Sunday, March 18, 2012

Watching For Mermaids

Author: David Roper
Goodreads Rating: 4.33
My Rating: 1 Star
Pages: 194


I won this book as part of the Firstreads giveaways. I love mermaids so I thought this might be interesting. Well, there really aren't mermaids and this author really needed an editor. I have nothing against Selfpubs, but if you're going to do it, do yourself a favor, and have someone -multiple someones- edit your work for basics, such as quotation marks.


Goodreads Synopses:


As a young boy, rounding a bend in a remote Maine cove, Dave Roper stumbled upon two mermaids. No one believed him then. No one believes him now. But he kept watching and wondering: what is imagined and what is real? And while he watched and wondered during 50 years of waterborne life – as a boy, a teen, an adult, a father – what he pulled from the sea was not another mermaid, but the mystery, possibility, romance, joy, fear, and uncertainty that mermaids represent. Based on real experiences, these 30 stories take you on that journey. So fill your favorite mug, settle into that stuffed reading chair, poke the stove a few times, and dive into Dave Roper’s new book, Watching for Mermaids.


My review after the jump.

This is one of the rare times that I started to write my review while in the middle of reading the book. There were a lot of things that really irritated me about this book, and one of them was the lack of editing. Such simple things were over looked in the process of publishing this work. 'Now' instead of 'know' - missing quotations - and I'm only 25% done with the book.

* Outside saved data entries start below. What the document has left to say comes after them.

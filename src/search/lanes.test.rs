use super::*;

use std::time::Duration;

use crate::query::Intent;
use crate::query::PolicyDecision;
use crate::query::ProcessedQuery;
use crate::query::QueryPreprocessor;
use crate::types::ChunkRecord;
use crate::types::EmbeddingRecord;
use crate::types::FileRecord;
use crate::types::MemoryKind;
use crate::types::MemoryRecord;
use crate::types::MemoryScope;
use crate::types::SpanKind;
use crate::types::SpanRecord;

const NOW: i64 = 1_700_000_000;

async fn seed_store() -> Store {
    let store = Store::open_in_memory().unwrap();

    let content = "fn getUserById(id: u64) -> User { lookup(id) }";
    let file = FileRecord::new("repo", "src/user.rs", content.as_bytes(), "rust");
    let span = SpanRecord::new(
        "repo",
        "src/user.rs",
        0,
        content.len() as u64,
        SpanKind::Function,
        Some("getUserById".to_string()),
        Some("fn getUserById(id: u64) -> User".to_string()),
        None,
        vec![],
    );
    let chunk = ChunkRecord::new(&span, content, NOW);
    let chunk_id = chunk.id.clone();
    store
        .upsert_file(file, vec![span], vec![chunk], vec![])
        .await
        .unwrap();
    store
        .insert_embeddings(vec![EmbeddingRecord {
            chunk_id,
            model: "embed-model".to_string(),
            dimension: 2,
            vector: vec![1.0, 0.0],
        }])
        .await
        .unwrap();

    store
        .put_memory(MemoryRecord::new(
            MemoryScope::Repo,
            Some("repo".to_string()),
            MemoryKind::Gotcha,
            None,
            "user lookup is cached aggressively",
            NOW,
        ))
        .await
        .unwrap();

    store
}

fn request<'a>(
    processed: &'a ProcessedQuery,
    policy: &'a PolicyDecision,
    query_vector: Option<&'a [f32]>,
) -> LaneRequest<'a> {
    LaneRequest {
        processed,
        policy,
        query_vector,
        embedding_model: "embed-model",
        repo: Some("repo"),
        branch: None,
        limit: 10,
        timeout: Duration::from_secs(2),
        now: NOW + 1,
    }
}

#[tokio::test]
async fn test_all_lanes_produce_candidates() {
    let store = seed_store().await;
    let processed = QueryPreprocessor::new().process("getUserById user lookup");
    let policy = PolicyDecision::base(Intent::Symbol);
    let vector = [1.0_f32, 0.0];

    let output = run_lanes(&store, request(&processed, &policy, Some(&vector))).await;

    assert_eq!(output.lanes.len(), 4);
    assert!(!output.all_empty());
    for status in &output.statuses {
        assert!(
            matches!(status.state, LaneState::Completed { .. }),
            "{:?}",
            status
        );
    }

    let symbol = output
        .lanes
        .iter()
        .find(|(lane, _)| *lane == Lane::Symbol)
        .unwrap();
    assert_eq!(symbol.1.len(), 1);
    assert_eq!(symbol.1[0].symbol.as_deref(), Some("getUserById"));

    let memory = output
        .lanes
        .iter()
        .find(|(lane, _)| *lane == Lane::Memory)
        .unwrap();
    assert_eq!(memory.1.len(), 1);
}

#[tokio::test]
async fn test_vector_lane_skipped_without_embedding() {
    let store = seed_store().await;
    let processed = QueryPreprocessor::new().process("user lookup");
    let policy = PolicyDecision::base(Intent::Search);

    let output = run_lanes(&store, request(&processed, &policy, None)).await;

    let vector_status = output
        .statuses
        .iter()
        .find(|s| s.lane == Lane::Vector)
        .unwrap();
    assert_eq!(vector_status.state, LaneState::Skipped);
    // Skipped lanes are excluded from the fusion input entirely.
    assert!(!output.lanes.iter().any(|(lane, _)| *lane == Lane::Vector));
}

#[tokio::test]
async fn test_symbol_lane_skipped_without_identifier() {
    let store = seed_store().await;
    let processed = QueryPreprocessor::new().process("how caching works here");
    let policy = PolicyDecision::base(Intent::Search);

    let output = run_lanes(&store, request(&processed, &policy, None)).await;
    let symbol_status = output
        .statuses
        .iter()
        .find(|s| s.lane == Lane::Symbol)
        .unwrap();
    assert_eq!(symbol_status.state, LaneState::Skipped);
}

#[tokio::test]
async fn test_symbol_lane_respects_policy() {
    let store = seed_store().await;
    let processed = QueryPreprocessor::new().process("getUserById");
    let mut policy = PolicyDecision::base(Intent::Symbol);
    policy.include_symbols = false;

    let output = run_lanes(&store, request(&processed, &policy, None)).await;
    let symbol_status = output
        .statuses
        .iter()
        .find(|s| s.lane == Lane::Symbol)
        .unwrap();
    assert_eq!(symbol_status.state, LaneState::Skipped);
}

#[tokio::test]
async fn test_expired_memories_not_surfaced() {
    let store = seed_store().await;
    let mut expired = MemoryRecord::new(
        MemoryScope::Repo,
        Some("repo".to_string()),
        MemoryKind::Plan,
        None,
        "user migration plan",
        NOW - 100,
    );
    expired.expires_at = Some(NOW - 10);
    store.put_memory(expired).await.unwrap();

    let processed = QueryPreprocessor::new().process("user migration");
    let policy = PolicyDecision::base(Intent::Search);
    let output = run_lanes(&store, request(&processed, &policy, None)).await;

    let memory = output
        .lanes
        .iter()
        .find(|(lane, _)| *lane == Lane::Memory)
        .unwrap();
    // Only the unexpired gotcha matches "user".
    assert_eq!(memory.1.len(), 1);
}

#[tokio::test]
async fn test_empty_store_all_lanes_empty() {
    let store = Store::open_in_memory().unwrap();
    let processed = QueryPreprocessor::new().process("anything at all");
    let policy = PolicyDecision::base(Intent::Search);
    let output = run_lanes(&store, request(&processed, &policy, None)).await;
    assert!(output.all_empty());
}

What also frustrated me was that this felt like he wanted to write a memoir but was too lazy to make it all fit together so instead he took 30 stories that involved him and sailing and just called it a collection of short stories. 

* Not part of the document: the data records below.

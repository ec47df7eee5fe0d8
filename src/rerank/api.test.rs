use super::*;

fn candidates(ids: &[&str]) -> Vec<RerankCandidate> {
    ids.iter()
        .map(|id| RerankCandidate {
            id: id.to_string(),
            content: format!("text {id}"),
        })
        .collect()
}

fn response(results: &[(&str, f32)]) -> ApiResponse {
    ApiResponse {
        results: results
            .iter()
            .map(|(id, score)| ApiResult {
                id: id.to_string(),
                score: *score,
            })
            .collect(),
    }
}

#[test]
fn test_map_response_orders_by_score() {
    let cands = candidates(&["a", "b", "c"]);
    let order = map_response(&cands, response(&[("a", 0.1), ("b", 0.9), ("c", 0.5)]));
    assert_eq!(order, vec!["b", "c", "a"]);
}

#[test]
fn test_map_response_appends_missing_ids() {
    let cands = candidates(&["a", "b", "c"]);
    // Endpoint only scored "b".
    let order = map_response(&cands, response(&[("b", 0.9)]));
    assert_eq!(order, vec!["b", "a", "c"]);
}

#[test]
fn test_map_response_ignores_unknown_ids() {
    let cands = candidates(&["a", "b"]);
    let order = map_response(&cands, response(&[("ghost", 1.0), ("b", 0.5)]));
    assert_eq!(order, vec!["b", "a"]);
}

#[test]
fn test_map_response_ties_resolve_by_input_position() {
    let cands = candidates(&["first", "second"]);
    let order = map_response(&cands, response(&[("second", 0.5), ("first", 0.5)]));
    assert_eq!(order, vec!["first", "second"]);
}

#[test]
fn test_map_response_duplicate_ids_counted_once() {
    let cands = candidates(&["a", "b"]);
    let order = map_response(&cands, response(&[("a", 0.9), ("a", 0.1), ("b", 0.5)]));
    assert_eq!(order, vec!["a", "b"]);
}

The issues with the quotation marks continued through the book and I was never sure about some parts of dialogue. There was also a serious lack of flow in this book, a lot of the paragraphs-although made sense, just didn't feel right if that makes any sense at all. Another one of my major problems was that you never knew what period in his life you were. You went from Childhood, Youth, Adulthood, Somewhere in-between, to Old Age. If he had taken the time to create a more fluid conversation with his readers rather than jumping from his son being 24 and needing surgery to the next story being about how he tried to re-connect when his son was 13, I think it would have turned out better.


The typos never got better and it was still simple things, like "Rip Can Winkle" instead of Rip Van Winkle. I actually googled it thinking "No way something like that passes a friend editing" maybe its a reference that I just didn't understand. But no such Can Winkle exists. Mind you, he spelt it right on the next page. I get that the 'C' and the 'V' are very close, and we all make mistakes, but when you publish a book? I mean come on. The more I read this book the more I wonder if he even had someone to read over the book and edit for him.


As far as things I do like, I like that he wrote this for his mom, thats super cute. Other than that, all I felt for this book was that I wasted my time. I didn't understand all of his boat references because he never actually explained them, his editing was terrible, and well, thats all I got. I have nothing against selfpubs, but if you're going to do it, do it right because otherwise you're hurting your reputation and your readers.